Blowout of EOG Well in Marcellus
By: Zacks Equity Research
June 07, 2010
A Pennsylvania natural-gas well, located in the Marcellus Shale and owned by EOG Resources Inc. (EOG - Analyst Report), erupted with natural gas and drilling fluids last Thursday night. The well was in the final stage of completion when the incident occurred. Operators of the well were engaged with the extraction of the gas after using a technique called hydraulic fracturing, in which millions of gallons of drilling fluid are infused at high pressure to crack and open the shale rock and release the gas.
The blowout at a natural-gas well caused the eruption of explosive gas and polluted fluid (1.5 million gallons) as high as 75 feet into the air before squads were able to control about 16 hours after it started spewing gas and brine.

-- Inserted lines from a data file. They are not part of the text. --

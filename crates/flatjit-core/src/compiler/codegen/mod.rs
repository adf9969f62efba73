//! Machine code emission from flattened statements.
//!
//! This module contains the `Emitter` which walks a flattened sequence and
//! produces one parameterless x86-64 routine.
//!
//! ## Frame Layout
//!
//! Every scope-enter marker opens a frame, every scope-exit closes it:
//!
//! ```text
//!   push rbp            ; link to the enclosing frame
//!   mov rbp, rsp
//!   sub rsp, 4 * n      ; n = variables counted for this scope
//!   ...
//!   add rsp, 4 * n
//!   pop rbp
//! ```
//!
//! Slot `s` of the current frame lives at `[rbp - 4 * (s + 1)]`. A variable
//! in an enclosing frame is reached from the current `rbp` by climbing over
//! every saved frame pointer and every word reserved in between.
//!
//! ## Jumps
//!
//! Jumps carry a 4-byte displacement. A jump to a label not yet emitted
//! leaves a zero placeholder and is recorded in the patch table; the label
//! patches every recorded placeholder when it is reached. A jump to a label
//! already emitted is resolved on the spot.
//!
//! A label belongs to the chain of frames open where it is defined. A jump
//! may only target a label whose chain is a prefix of its own; the frames
//! in between are closed on the way out:
//!
//! ```text
//!   goto out            ; backward: add rsp, 4 * n; pop rbp ... jmp out
//!
//!   jmp skip            ; forward: one unwinding stub per jump,
//! stub:                 ; placed in front of the label
//!   add rsp, 4 * n
//!   pop rbp
//!   jmp out
//! skip:
//! out:
//! ```

mod expressions;
mod scope;


pub use scope::{Symbol, SymbolKind, SymbolTable};

use crate::allocation::{AllocationKey, AllocationMap, ScopeCursor};
use crate::ast::{IfStatement, Statement, is_variable_token};
use crate::compiler::machine_code::{Condition, LINK_SIZE, MachineCode, WORD_SIZE};
use crate::error::{CompileError, Result};
use crate::options::{Builtins, CompilerOptions};
use rustc_hash::FxHashMap;
use tracing::{debug, trace};

/// Name the host `print` routine is bound under.
pub const PRINT: &str = "print";

/// An open scope frame.
#[derive(Debug, Clone, Copy)]
struct Frame {
    key: AllocationKey,
    /// Words reserved below the saved frame pointer
    slots: usize,
}

/// Where a label was emitted.
#[derive(Debug, Clone)]
struct LabelSite {
    offset: usize,
    /// Keys of the frames open at the label, outermost first
    frames: Vec<AllocationKey>,
}

/// A jump waiting for its label.
#[derive(Debug, Clone)]
struct PendingJump {
    /// Offset of the rel32 placeholder
    at: usize,
    /// Frames open at the jump
    frames: Vec<Frame>,
}

/// Emits machine code for a flattened sequence.
pub struct Emitter<'a> {
    /// The code being generated
    code: MachineCode,
    /// Variable counts from the allocation pass
    allocations: &'a AllocationMap,
    builtins: Builtins,
    options: CompilerOptions,
    cursor: ScopeCursor,
    symbols: SymbolTable,
    /// Open frames, outermost first; `frames[d - 1]` is at depth `d`
    frames: Vec<Frame>,
    /// Bytes pushed below the routine's return address
    stack_depth: usize,
    /// Label -> jumps waiting for it
    pending_jumps: FxHashMap<String, Vec<PendingJump>>,
    /// Label -> where it was emitted
    labels: FxHashMap<String, LabelSite>,
}

impl<'a> Emitter<'a> {
    /// Creates an emitter over the counts of one allocation pass.
    pub fn new(allocations: &'a AllocationMap, builtins: Builtins, options: &CompilerOptions) -> Self {
        Self {
            code: MachineCode::new(),
            allocations,
            builtins,
            options: options.clone(),
            cursor: ScopeCursor::new(),
            symbols: SymbolTable::new(),
            frames: Vec::new(),
            stack_depth: 0,
            pending_jumps: FxHashMap::default(),
            labels: FxHashMap::default(),
        }
    }

    // ========================================================================
    // Main Emission Entry Point
    // ========================================================================

    /// Emits the whole routine.
    pub fn emit(mut self, statements: &[Statement]) -> Result<MachineCode> {
        self.symbols.insert(PRINT, SymbolKind::Function)?;

        self.code.frame_prologue();
        self.stack_depth = LINK_SIZE;

        for stmt in statements {
            self.emit_statement(stmt)?;
        }

        if !self.frames.is_empty() {
            return Err(CompileError::UnbalancedScope("scope enter without matching exit"));
        }
        if let Some(label) = self.pending_jumps.keys().min() {
            return Err(CompileError::UndefinedLabel(label.clone()));
        }

        self.code.pop_rbp();
        self.code.ret();

        debug!(bytes = self.code.len(), labels = self.labels.len(), "emitted routine");
        Ok(self.code)
    }

    // ========================================================================
    // Statement Emission
    // ========================================================================

    fn emit_statement(&mut self, stmt: &Statement) -> Result<()> {
        match stmt {
            Statement::VariableDeclaration(decl) => self.declare(&decl.name),
            Statement::Expression(expr) if expr.is_scope_enter() => self.enter_frame(),
            Statement::Expression(expr) if expr.is_scope_exit() => self.exit_frame(),
            Statement::Expression(expr) => self.emit_expression(expr),
            Statement::If(if_stmt) => self.emit_conditional_goto(if_stmt),
            Statement::Label(label) => self.define_label(&label.name),
            Statement::Goto(goto) => self.emit_goto(&goto.label),
            Statement::Call(call) => self.emit_call(call),
            Statement::While(_) | Statement::Block(_) => {
                Err(CompileError::UnexpectedStatement(stmt.kind()))
            }
        }
    }

    fn declare(&mut self, name: &str) -> Result<()> {
        let Some(frame) = self.frames.last().copied() else {
            return Err(CompileError::DeclarationOutsideScope(name.to_string()));
        };
        let slot = self.symbols.insert(name, SymbolKind::Number)?;
        if slot >= frame.slots {
            // the allocation map was computed over a different sequence
            return Err(CompileError::FrameOverflow {
                bytes: (slot + 1) * WORD_SIZE,
                budget: frame.slots * WORD_SIZE,
            });
        }
        Ok(())
    }

    /// `if (! variable) goto label`
    fn emit_conditional_goto(&mut self, if_stmt: &IfStatement) -> Result<()> {
        let label = match if_stmt.body.as_slice() {
            [Statement::Goto(goto)] => &goto.label,
            _ => return Err(CompileError::UnexpectedStatement("if")),
        };

        let tokens = &if_stmt.condition.tokens;
        let variable = match tokens.as_slice() {
            [bang, name] if bang == "!" && is_variable_token(name) => name,
            _ => {
                return Err(CompileError::malformed(
                    tokens,
                    "`! variable` as a flattened condition",
                ));
            }
        };

        let disp = self.resolve_variable(variable)?;
        self.code.test_frame_zero(disp);
        let at = self.code.jump_if(Condition::Equal);
        self.branch_to(label, at)
    }

    // ========================================================================
    // Frames
    // ========================================================================

    fn enter_frame(&mut self) -> Result<()> {
        let key = self.cursor.enter();
        let slots = self.allocations.get(&key).copied().unwrap_or(0);
        let bytes = slots * WORD_SIZE;
        let budget = self.options.frame_budget;
        let reserve = u32::try_from(bytes)
            .ok()
            .filter(|_| bytes <= budget)
            .ok_or(CompileError::FrameOverflow { bytes, budget })?;

        self.symbols.enter_scope();
        self.code.frame_prologue();
        self.code.reserve(reserve);
        self.stack_depth += LINK_SIZE + bytes;
        self.frames.push(Frame { key, slots });

        trace!(level = key.level, ordinal = key.ordinal, slots, "entered frame");
        Ok(())
    }

    fn exit_frame(&mut self) -> Result<()> {
        let frame = self
            .frames
            .pop()
            .ok_or(CompileError::UnbalancedScope("scope exit without matching enter"))?;
        self.cursor.exit();
        self.symbols.exit_scope()?;

        let bytes = frame.slots * WORD_SIZE;
        // bytes was checked against the budget on enter
        self.code.release(bytes as u32);
        self.code.pop_rbp();
        self.stack_depth -= LINK_SIZE + bytes;

        trace!(level = frame.key.level, ordinal = frame.key.ordinal, "left frame");
        Ok(())
    }

    // ========================================================================
    // Addressing
    // ========================================================================

    /// `rbp`-relative displacement of a number variable.
    fn resolve_variable(&self, name: &str) -> Result<i8> {
        let symbol = self.symbols.find(name)?;
        if symbol.kind != SymbolKind::Number {
            return Err(CompileError::KindMismatch {
                name: name.to_string(),
                expected: SymbolKind::Number,
            });
        }
        self.frame_offset(symbol)
    }

    /// Offset of a symbol's slot from the current frame pointer.
    ///
    /// Same frame: `-(slot + 1) * 4`. Enclosing frame `t` seen from frame
    /// `c`: one saved frame pointer per hop, the target frame's words after
    /// the slot, and every word of the frames strictly between.
    fn frame_offset(&self, symbol: &Symbol) -> Result<i8> {
        let current = self.frames.len();
        let target = symbol.depth;
        debug_assert!(target >= 1 && target <= current, "number symbol outside open frames");

        let displacement = if target == current {
            -(((symbol.slot + 1) * WORD_SIZE) as i64)
        } else {
            let hops = current - target;
            let after_slot = self.frames[target - 1].slots - (symbol.slot + 1);
            let between: usize = self.frames[target..current - 1]
                .iter()
                .map(|frame| frame.slots)
                .sum();
            (hops * LINK_SIZE + (after_slot + between) * WORD_SIZE) as i64
        };

        i8::try_from(displacement).map_err(|_| CompileError::DisplacementOutOfRange {
            name: symbol.name.clone(),
            displacement,
        })
    }

    // ========================================================================
    // Labels
    // ========================================================================

    fn define_label(&mut self, name: &str) -> Result<()> {
        if self.labels.contains_key(name) {
            return Err(CompileError::DuplicateLabel(name.to_string()));
        }
        let here: Vec<AllocationKey> = self.frames.iter().map(|frame| frame.key).collect();

        let mut direct = Vec::new();
        let mut unwinding = Vec::new();
        for jump in self.pending_jumps.remove(name).unwrap_or_default() {
            let leaving = frames_left(name, &here, &jump.frames)?;
            if leaving.is_empty() {
                direct.push(jump.at);
            } else {
                unwinding.push((jump.at, leaving));
            }
        }

        let mut stub_exits = Vec::with_capacity(unwinding.len());
        if !unwinding.is_empty() {
            let skip = self.code.jump();
            for (at, leaving) in unwinding {
                let stub = self.code.len();
                self.code.patch_jump(at, stub);
                stub_exits.push(self.unwind(leaving));
            }
            let end = self.code.len();
            self.code.patch_jump(skip, end);
        }

        let target = self.code.len();
        for at in direct.into_iter().chain(stub_exits) {
            self.code.patch_jump(at, target);
            trace!(label = name, at, target, "patched forward jump");
        }
        self.labels.insert(
            name.to_string(),
            LabelSite {
                offset: target,
                frames: here,
            },
        );
        Ok(())
    }

    /// `goto label`, closing every frame the label lies outside of.
    fn emit_goto(&mut self, label: &str) -> Result<()> {
        match self.labels.get(label) {
            Some(site) => {
                let target = site.offset;
                let leaving = frames_left(label, &site.frames, &self.frames)?;
                let at = self.unwind(leaving);
                self.code.patch_jump(at, target);
                trace!(label, at, target, "resolved backward jump");
                Ok(())
            }
            None => {
                let at = self.code.jump();
                self.defer(label, at);
                Ok(())
            }
        }
    }

    /// Points the branch placeholder at `at` to `label`.
    ///
    /// The branch may fall through, so a backward target that needs frames
    /// closed is reached through a stub skipped by the fall-through path.
    fn branch_to(&mut self, label: &str, at: usize) -> Result<()> {
        let Some(site) = self.labels.get(label) else {
            self.defer(label, at);
            return Ok(());
        };
        let target = site.offset;
        let leaving = frames_left(label, &site.frames, &self.frames)?;
        if leaving.is_empty() {
            self.code.patch_jump(at, target);
        } else {
            let skip = self.code.jump();
            let stub = self.code.len();
            self.code.patch_jump(at, stub);
            let exit = self.unwind(leaving);
            self.code.patch_jump(exit, target);
            let end = self.code.len();
            self.code.patch_jump(skip, end);
        }
        trace!(label, at, target, "resolved backward branch");
        Ok(())
    }

    fn defer(&mut self, label: &str, at: usize) {
        let jump = PendingJump {
            at,
            frames: self.frames.clone(),
        };
        self.pending_jumps
            .entry(label.to_string())
            .or_default()
            .push(jump);
    }

    /// Closes `leaving` innermost first, then emits a `jmp` placeholder.
    fn unwind(&mut self, leaving: Vec<Frame>) -> usize {
        for frame in leaving.iter().rev() {
            // checked against the budget on enter
            self.code.release((frame.slots * WORD_SIZE) as u32);
            self.code.pop_rbp();
        }
        self.code.jump()
    }
}

/// Frames a jump from `source` closes to reach a label defined under
/// `target`. The label's frames must all still be open at the jump.
fn frames_left(label: &str, target: &[AllocationKey], source: &[Frame]) -> Result<Vec<Frame>> {
    let depth = target.len();
    let shared = source.len() >= depth
        && source[..depth]
            .iter()
            .map(|frame| frame.key)
            .eq(target.iter().copied());
    if !shared {
        return Err(CompileError::GotoAcrossFrames(label.to_string()));
    }
    Ok(source[depth..].to_vec())
}
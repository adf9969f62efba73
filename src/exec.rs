// This Source Code Form is subject to the terms of the Mozilla Public
// License, v. 2.0. If a copy of the MPL was not distributed with this
// file, You can obtain one at https://mozilla.org/MPL/2.0/.
//
// Copyright (c) 2025 Pegasus Heavy Industries, LLC

//! Executable memory for generated routines.
//!
//! A region is mapped read+write, filled, then flipped to read+execute. It is
//! never writable and executable at the same time.

use crate::error::{JitError, Result};
use nix::sys::mman::{MapFlags, ProtFlags, mmap_anonymous, mprotect, munmap};
use std::ffi::c_void;
use std::num::NonZeroUsize;
use std::ptr::NonNull;
use tracing::{debug, warn};

/// A private anonymous mapping holding one routine.
#[derive(Debug)]
pub struct ExecutableBuffer {
    ptr: NonNull<c_void>,
    len: usize,
}

impl ExecutableBuffer {
    /// Copies `bytes` into fresh executable memory.
    pub fn load(bytes: &[u8]) -> Result<Self> {
        let len = NonZeroUsize::new(bytes.len()).ok_or(JitError::EmptyCode)?;

        // SAFETY: a new anonymous mapping aliases nothing.
        let ptr = unsafe {
            mmap_anonymous(
                None,
                len,
                ProtFlags::PROT_READ | ProtFlags::PROT_WRITE,
                MapFlags::MAP_PRIVATE,
            )?
        };
        // Unmapped on drop from here on, including the error path below.
        let buffer = Self {
            ptr,
            len: len.get(),
        };

        // SAFETY: the mapping is `len` writable bytes owned by `buffer`.
        unsafe {
            std::ptr::copy_nonoverlapping(bytes.as_ptr(), ptr.as_ptr().cast::<u8>(), bytes.len());
            mprotect(ptr, buffer.len, ProtFlags::PROT_READ | ProtFlags::PROT_EXEC)?;
        }

        debug!(bytes = buffer.len, address = ?ptr, "loaded routine");
        Ok(buffer)
    }

    /// Calls the routine at the start of the buffer.
    ///
    /// # Safety
    ///
    /// The buffer must hold a complete routine following the System V
    /// calling convention for `extern "C" fn()`.
    pub unsafe fn invoke(&self) {
        // SAFETY: upheld by the caller.
        let entry = unsafe { std::mem::transmute::<*mut c_void, extern "C" fn()>(self.ptr.as_ptr()) };
        entry();
    }

    /// Size of the mapping in bytes.
    pub fn len(&self) -> usize {
        self.len
    }

    /// Always false; empty buffers cannot be loaded.
    pub fn is_empty(&self) -> bool {
        self.len == 0
    }
}

impl Drop for ExecutableBuffer {
    fn drop(&mut self) {
        // SAFETY: the mapping was created by `load` and is not used after this.
        if let Err(err) = unsafe { munmap(self.ptr, self.len) } {
            warn!(%err, "failed to unmap executable buffer");
        }
    }
}

#[cfg(test)]
mod tests {
    use super::*;
    use crate::test_utils::init_test_logging;

    #[test]
    fn test_load_empty() {
        assert!(matches!(ExecutableBuffer::load(&[]), Err(JitError::EmptyCode)));
    }

    #[test]
    fn test_load_keeps_length() {
        init_test_logging();
        let buffer = ExecutableBuffer::load(&[0xC3; 10]).unwrap();
        assert_eq!(buffer.len(), 10);
        assert!(!buffer.is_empty());
    }

    #[cfg(target_arch = "x86_64")]
    #[test]
    fn test_invoke_bare_return() {
        let buffer = ExecutableBuffer::load(&[0xC3]).unwrap();
        // SAFETY: `ret` is a complete routine.
        unsafe { buffer.invoke() };
    }
}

According to a spokeswoman of the EOG Resources, the emission did not turn into fire and no injuries were reported. However, Department of Environmental Protection cited that the incident could have turned tragic destroying life as well as property. The agency also promised to take preventive measures to avoid similar errors in future.
The Marcellus Shale, also referred to as the Marcellus Formation, is a Middle Devonian-age black, low density, carbonaceous (organic rich) shale that occurs in the subsurface beneath much of Ohio, West Virginia, Pennsylvania and New York. Small areas of Maryland, Kentucky, Tennessee and Virginia are also part of the Marcellus Shale. The presence of an enormous volume of potentially recoverable gas in eastern United States raises Shale’s economic implication. The speedy expansion in the shale has essentially boosted U.S. gas supplies, thereby reducing prices. However, environmentalists blamed that the use of chemical-laden water for shale drilling could contaminate water supplies, hampering the ecological balance.
The blowout from the EOG well is not the first in the area. In September 2009, Cabot Oil & Gas Corp. (COG - Analyst Report) stated that faulty piping connections had led to two spills totaling 7,980 gallons of drilling fluid in Susquehanna County and a third leak resulted from a ruptured hose during a pressure surge.
We continue to remain optimistic on the company’s operational excellence and steady management that will enable it to experience further organic growth in the resource base. However, the current incident makes us cautious as thousands of barrels of oil continue to pump into the Gulf of Mexico every day from the oil spill, thereby making this an extremely sensitive period for the energy industry.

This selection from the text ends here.